Workflows automatically build and test your code with BuildBuddy whenever a commit is pushed to your GitHub repo.

When combined with GitHub's branch protection rules, workflows can help prevent unwanted code (that doesn't build or pass tests) from being merged into the main branch.

Best of all, workflows let you run any Bazel commands you would like, so you can leverage all the same BuildBuddy features that you get when running Bazel locally, like the results UI, remote caching, remote execution.

Enable workflows for a repo

To enable workflows, take the following steps:

  1. Log in to the BuildBuddy app, and use the organization picker in the sidebar to select your preferred organization.
  2. Navigate to the Workflows page using the sidebar.
  3. Click Link a repository, then follow the steps displayed in the app.

Running workflows

Once a repository is linked, BuildBuddy will automatically run bazel test //... whenever a commit is pushed to your repo's default branch or whenever a pull request branch is updated. It will report commit statuses to GitHub, which you can see on the repo's home page or in pull request branches. The "Details" links in these statuses point to the BuildBuddy UI, where you can see the result of the workflow run.

Configuring your workflow

To learn how to change the default configuration, see workflows configuration.

Setting up branch protection rules

After you have created a workflow and you've pushed at least one commit to the repo, you can configure your repo so that branches cannot be merged unless the workflow succeeds.

To do this, go to Settings > Branches and find Branch protection rules. Then, you click Add rule (or edit an existing rule).

Select the box Require status checks to pass before merging and enable the check corresponding to the BuildBuddy workflow (by default, this should be Test all targets).

After you save your changes, pull requests will not be mergeable unless the tests pass on BuildBuddy.

Building in the workflow runner environment

BuildBuddy workflows execute using a Firecracker MicroVM on an Ubuntu 18.04-based image, with some commonly used tools and libraries pre-installed.

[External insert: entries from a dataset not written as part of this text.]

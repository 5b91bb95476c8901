//! One supervised worker run: stream multiplexing, control dispatch, exit.
//!
//! A [`WorkerSession`] owns the child process and its three pipes. The
//! session classifies every stdout line through the control codec, relays
//! authentication challenges over the bridge, keeps the single return-value
//! slot, and turns the exit status into a [`Termination`] once both streams
//! have drained. Both public consumption shapes in [`crate::runner`] drive
//! this same type, so their semantics cannot diverge.

use std::io;
use std::process::ExitStatus;
use std::sync::Arc;

use depotdl_core::ports::Authenticator;
use depotdl_core::protocol::{ControlMessage, try_decode};
use depotdl_core::request::WorkerRequest;
use depotdl_core::{OutputLine, WorkerError, exit_code};
use tokio::io::{AsyncBufReadExt, BufReader, Lines};
use tokio::process::{Child, ChildStderr, ChildStdin, ChildStdout};
use tokio_util::sync::CancellationToken;
use tracing::{debug, warn};

use crate::bridge;
use crate::command::WorkerCommand;
use crate::shutdown;

// ============================================================================
// Types
// ============================================================================

/// Exit record of a finished worker.
#[derive(Debug, Clone, PartialEq, Eq)]
pub(crate) struct Termination {
    /// Raw exit code; a signal death on Unix reports as `128 + signo`.
    pub exit_code: i32,
    /// Wire form of the last `set-return-value` payload, if any arrived.
    pub return_value: Option<String>,
}

/// A spawned worker plus everything needed to supervise it.
///
/// The session never outlives its worker: every exit path, including
/// dropping a half-consumed session, ends with the worker's process tree
/// dead.
pub(crate) struct WorkerSession {
    child: Child,
    stdin: ChildStdin,
    stdout: Lines<BufReader<ChildStdout>>,
    stderr: Lines<BufReader<ChildStderr>>,
    authenticator: Option<Arc<dyn Authenticator>>,
    cancel: CancellationToken,
    return_value: Option<String>,
    stdout_open: bool,
    stderr_open: bool,
    finished: bool,
}

impl WorkerSession {
    /// Spawn the worker for `request` and wire up its streams.
    pub(crate) fn spawn(
        command: &WorkerCommand,
        request: &WorkerRequest,
        authenticator: Option<Arc<dyn Authenticator>>,
        cancel: CancellationToken,
    ) -> Result<Self, WorkerError> {
        let mut child = command.spawn(request)?;
        let stdin = take_pipe(child.stdin.take(), "stdin")?;
        let stdout = take_pipe(child.stdout.take(), "stdout")?;
        let stderr = take_pipe(child.stderr.take(), "stderr")?;
        debug!(pid = ?child.id(), "worker spawned");

        Ok(Self {
            child,
            stdin,
            stdout: BufReader::new(stdout).lines(),
            stderr: BufReader::new(stderr).lines(),
            authenticator,
            cancel,
            return_value: None,
            stdout_open: true,
            stderr_open: true,
            finished: false,
        })
    }

    /// Next line to surface to the caller.
    ///
    /// Reads both streams concurrently; `next_line` is cancel-safe, so no
    /// partial line is ever lost to the select. Control messages on stdout
    /// are consumed here instead of surfaced: authentication verbs block on
    /// the bridge, return values fill the slot (last write wins). Lines with
    /// the control prefix that fail to decode are logged and surfaced as
    /// ordinary output.
    ///
    /// Returns `Ok(None)` once both streams reached end of file, which is
    /// the signal to call [`WorkerSession::finish`]. Cancellation kills the
    /// worker tree and surfaces as [`WorkerError::Cancelled`].
    pub(crate) async fn next_output(&mut self) -> Result<Option<OutputLine>, WorkerError> {
        loop {
            if !self.stdout_open && !self.stderr_open {
                return Ok(None);
            }

            tokio::select! {
                () = self.cancel.cancelled() => {
                    self.kill().await?;
                    return Err(WorkerError::Cancelled);
                }

                line = self.stdout.next_line(), if self.stdout_open => {
                    match line? {
                        Some(line) => {
                            if let Some(output) = self.classify_stdout(line).await? {
                                return Ok(Some(output));
                            }
                        }
                        None => self.stdout_open = false,
                    }
                }

                line = self.stderr.next_line(), if self.stderr_open => {
                    match line? {
                        // Never decoded: stderr cannot carry control traffic.
                        Some(line) => return Ok(Some(OutputLine::stderr(line))),
                        None => self.stderr_open = false,
                    }
                }
            }
        }
    }

    /// Wait for the worker to exit and collect its [`Termination`].
    ///
    /// Must only be called after [`WorkerSession::next_output`] returned
    /// `Ok(None)`; draining both streams first is what guarantees a return
    /// value emitted just before exit is already in the slot.
    pub(crate) async fn finish(&mut self) -> Result<Termination, WorkerError> {
        let status = tokio::select! {
            () = self.cancel.cancelled() => {
                self.kill().await?;
                return Err(WorkerError::Cancelled);
            }
            status = self.child.wait() => status?,
        };
        self.finished = true;

        let exit_code = exit_code_of(status);
        debug!(exit_code, "worker exited");
        Ok(Termination {
            exit_code,
            return_value: self.return_value.take(),
        })
    }

    /// Decode one stdout line; `None` means it was control traffic.
    async fn classify_stdout(&mut self, line: String) -> Result<Option<OutputLine>, WorkerError> {
        match try_decode(&line) {
            Ok(None) => Ok(Some(OutputLine::stdout(line))),
            Ok(Some(ControlMessage::ReturnValue { payload })) => {
                debug!("worker delivered a return value");
                self.return_value = Some(payload);
                Ok(None)
            }
            Ok(Some(challenge)) => {
                self.answer_challenge(&challenge).await?;
                Ok(None)
            }
            Err(error) => {
                // Malformed control traffic never acts; surface it verbatim.
                warn!(%error, "discarding malformed control line");
                Ok(Some(OutputLine::stdout(line)))
            }
        }
    }

    async fn answer_challenge(&mut self, challenge: &ControlMessage) -> Result<(), WorkerError> {
        let Some(authenticator) = self.authenticator.as_deref() else {
            return Err(WorkerError::protocol(
                "worker requested interactive authentication but no authenticator is configured",
            ));
        };
        bridge::respond(challenge, authenticator, &mut self.stdin).await
    }

    async fn kill(&mut self) -> Result<(), io::Error> {
        shutdown::terminate(&mut self.child).await?;
        self.finished = true;
        Ok(())
    }
}

impl Drop for WorkerSession {
    fn drop(&mut self) {
        if self.finished {
            return;
        }
        // kill_on_drop reaps the worker itself; the group signal reaches
        // anything the worker spawned.
        #[cfg(unix)]
        if let Some(pid) = self.child.id() {
            shutdown::kill_group(pid);
        }
    }
}

// ============================================================================
// Helpers
// ============================================================================

fn take_pipe<T>(pipe: Option<T>, name: &str) -> Result<T, WorkerError> {
    pipe.ok_or_else(|| WorkerError::Spawn(io::Error::other(format!("worker {name} not piped"))))
}

fn exit_code_of(status: ExitStatus) -> i32 {
    #[cfg(unix)]
    {
        use std::os::unix::process::ExitStatusExt;
        if let Some(signal) = status.signal() {
            return 128 + signal;
        }
    }
    status.code().unwrap_or(exit_code::UNKNOWN_ERROR)
}

// ============================================================================
// Tests
// ============================================================================
//! Port for the download engine that runs inside the worker process.

use std::sync::Arc;

use async_trait::async_trait;
use thiserror::Error;

use crate::error::exit_code;
use crate::ports::Authenticator;
use crate::request::{
    AppDownloadRequest, BuildIdRequest, DownloadSettings, PublishedFileRequest, UgcDownloadRequest,
};

// ============================================================================
// Error Types
// ============================================================================

/// Errors a [`DownloadEngine`] reports.
///
/// Each variant maps to one worker exit code, which is how the failure
/// reaches the supervisor on the other side of the process boundary.
#[derive(Error, Debug)]
pub enum EngineError {
    #[error("login failed: {message}")]
    Login { message: String },

    #[error("{message}")]
    Download { message: String },

    #[error("download was cancelled")]
    Cancelled,

    /// Anything the engine did not classify.
    #[error(transparent)]
    Other(#[from] anyhow::Error),
}

impl EngineError {
    pub fn login(message: impl Into<String>) -> Self {
        Self::Login {
            message: message.into(),
        }
    }

    pub fn download(message: impl Into<String>) -> Self {
        Self::Download {
            message: message.into(),
        }
    }

    /// The exit code a worker reports for this error.
    pub const fn exit_code(&self) -> i32 {
        match self {
            Self::Login { .. } => exit_code::LOGIN_ERROR,
            Self::Download { .. } | Self::Cancelled => exit_code::DOWNLOAD_ERROR,
            Self::Other(_) => exit_code::UNKNOWN_ERROR,
        }
    }
}

// ============================================================================
// Port
// ============================================================================

/// The content downloader the worker process drives.
///
/// The worker calls [`connect`](DownloadEngine::connect) once, then exactly
/// one operation, then [`disconnect`](DownloadEngine::disconnect) on every
/// path out. Engines report progress by writing lines to stdout/stderr;
/// the supervisor relays them to the embedding application.
#[async_trait]
pub trait DownloadEngine: Send + Sync {
    /// Establish the backend session.
    ///
    /// `settings` is `None` for anonymous operations such as build-id
    /// queries. Interactive challenges raised during login go through
    /// `authenticator`.
    async fn connect(
        &self,
        settings: Option<&DownloadSettings>,
        authenticator: Arc<dyn Authenticator>,
    ) -> Result<(), EngineError>;

    async fn download_app(&self, request: &AppDownloadRequest) -> Result<(), EngineError>;

    async fn download_published_file(
        &self,
        request: &PublishedFileRequest,
    ) -> Result<(), EngineError>;

    async fn download_ugc(&self, request: &UgcDownloadRequest) -> Result<(), EngineError>;

    /// Current build id of an app branch.
    async fn build_id(&self, request: &BuildIdRequest) -> Result<u32, EngineError>;

    /// Tear the session down. Must be safe to call after a failed connect.
    async fn disconnect(&self);
}

// ============================================================================
// Tests
// ============================================================================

If you would like to test whether your build will succeed on BuildBuddy workflows without having to set up and trigger the workflow, you can get a good approximation of the workflow VM environment by running the image locally with Docker, cloning your Git repo, and invoking bazel to run your tests:

# Start a new shell inside the workflows Ubuntu 18.04 environment (requires docker)
docker run --rm -it "gcr.io/flame-public/buildbuddy-ci-runner:latest"

# Clone your repo and test it
git clone https://github.com/acme-inc/acme
cd acme
bazel test //...

The Dockerfile we use to build the image (at HEAD) is here.

If you plan to use the Ubuntu 20.04 image (requires advanced configuration), use "gcr.io/flame-public/rbe-ubuntu20-04-workflows:latest" in the command above.